Well, it might, but that would not justify your CSV method. Examples and why you need not worry, could be
the connection with the databaseserver is down.
This is an issue for both methods, but with only one connection per day the change of a 1-in-10000 failures might seem to be better for once-a-day methods. But these issues should not come up very often, and if they do, you should be able to handle them. (retry request, give a message to user). This is what enourmous amounts of websites do, so trust me if I say that this will not be an issue. Also, think of what it would mean if your daily update failed? That would present a bigger problem!
Performance issues
as said, this is due to the amount of data and requests, not a problem. And even if it becomes one, this is a problem you should be able to catch at a different level. Use a caching system (non CSV) on the database server. Use a caching system on the webserver. Fix your indexes to stop performance from being a problem.
BUT:
It is far from strange to want your data-warehouse separated from your web system.
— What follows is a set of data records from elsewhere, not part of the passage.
//! Server request engine: registration surface and per-request dispatch.
//!
//! An [`RpcServer`] owns the operation catalog plus three tiers of
//! registries (operation, rpc, global) behind one reader-writer lock.
//! Registration is append-only for middleware and one-shot for handlers;
//! dispatch snapshots what it needs under the read lock and releases it
//! before any user code runs, so registering during serving is safe but not
//! visible to in-flight requests.
//!
//! The actual HTTP plumbing lives behind the [`crate::transport`] adapter;
//! `dispatch` only ever talks to that trait.

use crate::catalog::{OperationCatalog, OperationId};
use crate::config::StreamTuning;
use crate::context::TypedContext;
use crate::error::{Error, Result};
use futures::future::BoxFuture;
use serde::Serialize;
use serde_json::Value;
use std::any::Any;
use std::future::Future;
use std::sync::{Arc, RwLock, RwLockReadGuard, RwLockWriteGuard};

pub mod middleware;
pub(crate) mod registry;
mod dispatch;
mod sse;

pub use middleware::{
    Ctx, ErrorHandler, Middleware, MwResult, Next, TypedEmit, TypedEmitMiddleware,
    TypedMiddleware, TypedNext,
};

use middleware::RawEmit;
use registry::{ErasedDeserializer, OpHandler, OpInvoke, ProcInvoke, ServerRegistry, StreamInvoke};

/// The server request engine.
pub struct RpcServer {
    catalog: OperationCatalog,
    registry: RwLock<ServerRegistry>,
}

impl RpcServer {
    /// Build a server over the generated operation catalog.
    pub fn new(catalog: OperationCatalog) -> Self {
        Self {
            catalog,
            registry: RwLock::new(ServerRegistry::default()),
        }
    }

    pub fn catalog(&self) -> &OperationCatalog {
        &self.catalog
    }

    // ------------------------- handler registration ---------------------------

    /// Register the handler + deserializer pair for a procedure.
    ///
    /// The deserializer parses the raw JSON input, validates required fields
    /// and transforms to the typed input; generated code supplies it next to
    /// the handler. Registering the same operation twice is a programmer
    /// error and fails loudly.
    pub fn register_proc<I, O, D, H, Fut>(
        &self,
        rpc: &str,
        op: &str,
        deserialize: D,
        handler: H,
    ) -> Result<()>
    where
        I: Any + Clone + Send + 'static,
        O: Serialize + Send + 'static,
        D: Fn(Value) -> Result<I> + Send + Sync + 'static,
        H: Fn(TypedContext<I>) -> Fut + Send + Sync + 'static,
        Fut: Future<Output = Result<O>> + Send + 'static,
    {
        let id = OperationId::proc(rpc, op);
        self.check_catalog(&id)?;

        let handler: Arc<
            dyn Fn(TypedContext<I>) -> BoxFuture<'static, Result<O>> + Send + Sync,
        > = Arc::new(move |tc| Box::pin(handler(tc)));

        let label = id.to_string();
        let invoke: ProcInvoke = Arc::new(move |ctx: Ctx, op_links| {
            let handler = handler.clone();
            let label = label.clone();
            Box::pin(async move {
                let links = middleware::downcast_links::<I>(&op_links, &label)?;
                let terminal: TypedNext<I> = {
                    let handler = handler.clone();
                    Arc::new(move |tc| {
                        let handler = handler.clone();
                        Box::pin(async move {
                            let out = handler(tc).await?;
                            serde_json::to_value(out).map_err(|e| {
                                Error::new(format!("failed to encode output: {e}"))
                            })
                        })
                    })
                };
                let chain = middleware::compose_typed(ctx.clone(), &links, terminal);
                let tc = middleware::typed_entry::<I>(&ctx)?;
                chain(tc).await
            })
        });

        let deserialize: ErasedDeserializer =
            Arc::new(move |raw| deserialize(raw).map(|i| Box::new(i) as Box<dyn Any + Send>));

        self.insert_handler(
            id,
            OpHandler {
                deserialize,
                invoke: OpInvoke::Proc(invoke),
            },
        )
    }

    /// Register the handler + deserializer pair for a stream.
    ///
    /// The handler receives the composed emit chain and pushes events until
    /// it returns; returning `Err` ends the stream with a framed error
    /// envelope.
    pub fn register_stream<I, O, D, H, Fut>(
        &self,
        rpc: &str,
        op: &str,
        deserialize: D,
        handler: H,
    ) -> Result<()>
    where
        I: Any + Clone + Send + 'static,
        O: Serialize + Send + 'static,
        D: Fn(Value) -> Result<I> + Send + Sync + 'static,
        H: Fn(TypedContext<I>, TypedEmit<O>) -> Fut + Send + Sync + 'static,
        Fut: Future<Output = Result<()>> + Send + 'static,
    {
        let id = OperationId::stream(rpc, op);
        self.check_catalog(&id)?;

        let handler: Arc<
            dyn Fn(TypedContext<I>, TypedEmit<O>) -> BoxFuture<'static, Result<()>> + Send + Sync,
        > = Arc::new(move |tc, emit| Box::pin(handler(tc, emit)));

        let label = id.to_string();
        let invoke: StreamInvoke = Arc::new(move |ctx, op_links, emit_links, raw_emit: RawEmit| {
            let handler = handler.clone();
            let label = label.clone();
            Box::pin(async move {
                let links = middleware::downcast_links::<I>(&op_links, &label)?;
                let emits = middleware::downcast_emit_links::<O>(&emit_links, &label)?;

                let base_emit: TypedEmit<O> = {
                    let raw_emit = raw_emit.clone();
                    Arc::new(move |out: O| {
                        let raw_emit = raw_emit.clone();
                        Box::pin(async move {
                            let value = serde_json::to_value(out).map_err(|e| {
                                Error::new(format!("failed to encode event: {e}"))
                            })?;
                            raw_emit(value).await
                        })
                    })
                };
                let emit = crate::chain::compose(&emits, base_emit);

                let terminal: TypedNext<I> = {
                    let handler = handler.clone();
                    Arc::new(move |tc| {
                        let handler = handler.clone();
                        let emit = emit.clone();
                        Box::pin(async move { handler(tc, emit).await.map(|_| Value::Null) })
                    })
                };
                let chain = middleware::compose_typed(ctx.clone(), &links, terminal);
                let tc = middleware::typed_entry::<I>(&ctx)?;
                chain(tc).await
            })
        });

        let deserialize: ErasedDeserializer =
            Arc::new(move |raw| deserialize(raw).map(|i| Box::new(i) as Box<dyn Any + Send>));

        self.insert_handler(
            id,
            OpHandler {
                deserialize,
                invoke: OpInvoke::Stream(invoke),
            },
        )
    }

    // ------------------------ middleware registration -------------------------

    /// Append a generic middleware that runs for every operation.
    pub fn use_global<F, Fut>(&self, f: F)
    where
        F: Fn(Ctx, Next) -> Fut + Send + Sync + 'static,
        Fut: Future<Output = MwResult> + Send + 'static,
    {
        let mw: Middleware = Arc::new(move |ctx, next| Box::pin(f(ctx, next)));
        self.write().global_middlewares.push(mw);
    }

    /// Append a generic middleware scoped to one rpc service.
    pub fn use_rpc<F, Fut>(&self, rpc: &str, f: F)
    where
        F: Fn(Ctx, Next) -> Fut + Send + Sync + 'static,
        Fut: Future<Output = MwResult> + Send + 'static,
    {
        let mw: Middleware = Arc::new(move |ctx, next| Box::pin(f(ctx, next)));
        self.write().rpc_scope(rpc).middlewares.push(mw);
    }

    /// Append a typed middleware scoped to one operation.
    ///
    /// `I` must match the operation's input type; a mismatch is reported as
    /// an internal error at dispatch time.
    pub fn use_operation<I, F, Fut>(&self, rpc: &str, op: &str, f: F)
    where
        I: Any + Clone + Send + 'static,
        F: Fn(TypedContext<I>, TypedNext<I>) -> Fut + Send + Sync + 'static,
        Fut: Future<Output = MwResult> + Send + 'static,
    {
        let mw: TypedMiddleware<I> = Arc::new(move |tc, next| Box::pin(f(tc, next)));
        self.write()
            .op_scope(rpc, op)
            .middlewares
            .push(middleware::erase_typed_middleware(mw));
    }

    /// Append an emit middleware wrapping every event of one stream.
    pub fn use_emit<O, F, Fut>(&self, rpc: &str, op: &str, f: F)
    where
        O: Send + 'static,
        F: Fn(O, TypedEmit<O>) -> Fut + Send + Sync + 'static,
        Fut: Future<Output = Result<()>> + Send + 'static,
    {
        let mw: TypedEmitMiddleware<O> = Arc::new(move |out, next| Box::pin(f(out, next)));
        self.write()
            .op_scope(rpc, op)
            .emit_middlewares
            .push(middleware::erase_emit_middleware(mw));
    }

    // ----------------------- tuning and error handlers ------------------------

    pub fn set_global_stream_tuning(&self, tuning: StreamTuning) {
        self.write().global_tuning = Some(tuning);
    }

    pub fn set_rpc_stream_tuning(&self, rpc: &str, tuning: StreamTuning) {
        self.write().rpc_scope(rpc).tuning = Some(tuning);
    }

    pub fn set_operation_stream_tuning(&self, rpc: &str, op: &str, tuning: StreamTuning) {
        self.write().op_scope(rpc, op).tuning = Some(tuning);
    }

    pub fn set_global_error_handler<F>(&self, f: F)
    where
        F: Fn(Error) -> Error + Send + Sync + 'static,
    {
        self.write().global_error_handler = Some(Arc::new(f));
    }

    pub fn set_rpc_error_handler<F>(&self, rpc: &str, f: F)
    where
        F: Fn(Error) -> Error + Send + Sync + 'static,
    {
        self.write().rpc_scope(rpc).error_handler = Some(Arc::new(f));
    }

    pub fn set_operation_error_handler<F>(&self, rpc: &str, op: &str, f: F)
    where
        F: Fn(Error) -> Error + Send + Sync + 'static,
    {
        self.write().op_scope(rpc, op).error_handler = Some(Arc::new(f));
    }

    // ------------------------------- internals --------------------------------

    fn check_catalog(&self, id: &OperationId) -> Result<()> {
        match self.catalog.kind_of(&id.rpc, &id.name) {
            Some(kind) if kind == id.kind => Ok(()),
            Some(_) => Err(Error::new(format!("operation kind mismatch for {id}"))),
            None => Err(Error::new(format!("Invalid operation: {id}"))),
        }
    }

    fn insert_handler(&self, id: OperationId, handler: OpHandler) -> Result<()> {
        let key = (id.rpc.clone(), id.name.clone());
        let mut reg = self.write();
        if reg.handlers.contains_key(&key) {
            return Err(Error::new(format!("handler already registered for {id}")));
        }
        reg.handlers.insert(key, handler);
        Ok(())
    }

    pub(crate) fn read(&self) -> RwLockReadGuard<'_, ServerRegistry> {
        self.registry.read().unwrap_or_else(|e| e.into_inner())
    }

    fn write(&self) -> RwLockWriteGuard<'_, ServerRegistry> {
        self.registry.write().unwrap_or_else(|e| e.into_inner())
    }
}

impl std::fmt::Debug for RpcServer {
    fn fmt(&self, f: &mut std::fmt::Formatter<'_>) -> std::fmt::Result {
        f.debug_struct("RpcServer")
            .field("operations", &self.catalog.len())
            .finish()
    }
}

#[cfg(test)]
mod tests {
    use super::*;
    use crate::catalog::OperationId;
    use serde_json::json;

    fn server() -> RpcServer {
        RpcServer::new(OperationCatalog::new([OperationId::proc("Echo", "Say")]))
    }

    fn say_deserializer(raw: Value) -> Result<String> {
        raw.get("text")
            .and_then(|v| v.as_str())
            .map(str::to_owned)
            .ok_or_else(|| Error::missing_required_field("field text is required"))
    }

    #[test]
    fn duplicate_handler_registration_fails_loudly() {
        let s = server();
        s.register_proc("Echo", "Say", say_deserializer, |tc: TypedContext<String>| async move {
            Ok(json!({ "text": tc.input }))
        })
        .unwrap();

        let err = s
            .register_proc("Echo", "Say", say_deserializer, |tc: TypedContext<String>| async move {
                Ok(json!({ "text": tc.input }))
            })
            .unwrap_err();
        assert!(err.message.contains("already registered"));
    }

    #[test]
    fn unknown_operation_registration_fails() {
        let s = server();
        let err = s
            .register_proc("Nope", "Say", say_deserializer, |tc: TypedContext<String>| async move {
                Ok(json!({ "text": tc.input }))
            })
            .unwrap_err();
        assert!(err.message.contains("Invalid operation"));
    }

    #[test]
    fn kind_mismatch_registration_fails() {
        let s = RpcServer::new(OperationCatalog::new([OperationId::stream("Ticker", "Ticks")]));
        let err = s
            .register_proc("Ticker", "Ticks", say_deserializer, |tc: TypedContext<String>| async move {
                Ok(json!({ "text": tc.input }))
            })
            .unwrap_err();
        assert!(err.message.contains("kind mismatch"));
    }
}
If this is a requirement, and it surely could be, the best thing you can do is re-create your warehouse-database (the one I just defended as being good enough to query directly) on another machine. You might get good results by doing a master-slave system
your datawarehouse is a master-database: it sends all changes to the slave but is inexcessible otherwise
your 2nd database (on your webserver even) gets all updates from the master, and is read-only. you can only query it for data
your webserver cannot connect to the datawarehouse, but can connect to your slave to read information. Even if there was an injection hack, it doesn't matter, as it is read-only.
Now you don't have a single moment where you update the queried database (the master-slave replication will keep it updated always), but no chance that the queries from the webserver put your warehouse in danger. profit!
I don't really see how SQL injection could be a real concern. I assume you have some calendar type field that the user fills in to get data out. If this is the only form just ensure that the only field that is in it is a date then something like DROP TABLE isn't possible. As for getting access to the database, that is another issue. However, a separate file with just the connection function should do fine in most cases so that a user can't, say open your webpage in an HTML viewer and see your database connection string.
As for the CSV, I would have to say querying a database per user, especially if it's only used ~10 times weekly would be much more efficient than the CSV. I just equate the CSV as overkill because again you only have ~10 users attempting to get some information, to export an updated CSV every day would be too much for such little pay off.
EDIT:
Also if an attack is a big concern, which that really depends on the nature of the business, the data being stored, and the visitors you receive, you could always create a backup as another option. I don't really see a reason for this as your question is currently stated, but it is a possibility that even with the best security an attack could happen. That mainly just depends on if the attackers want the information you have.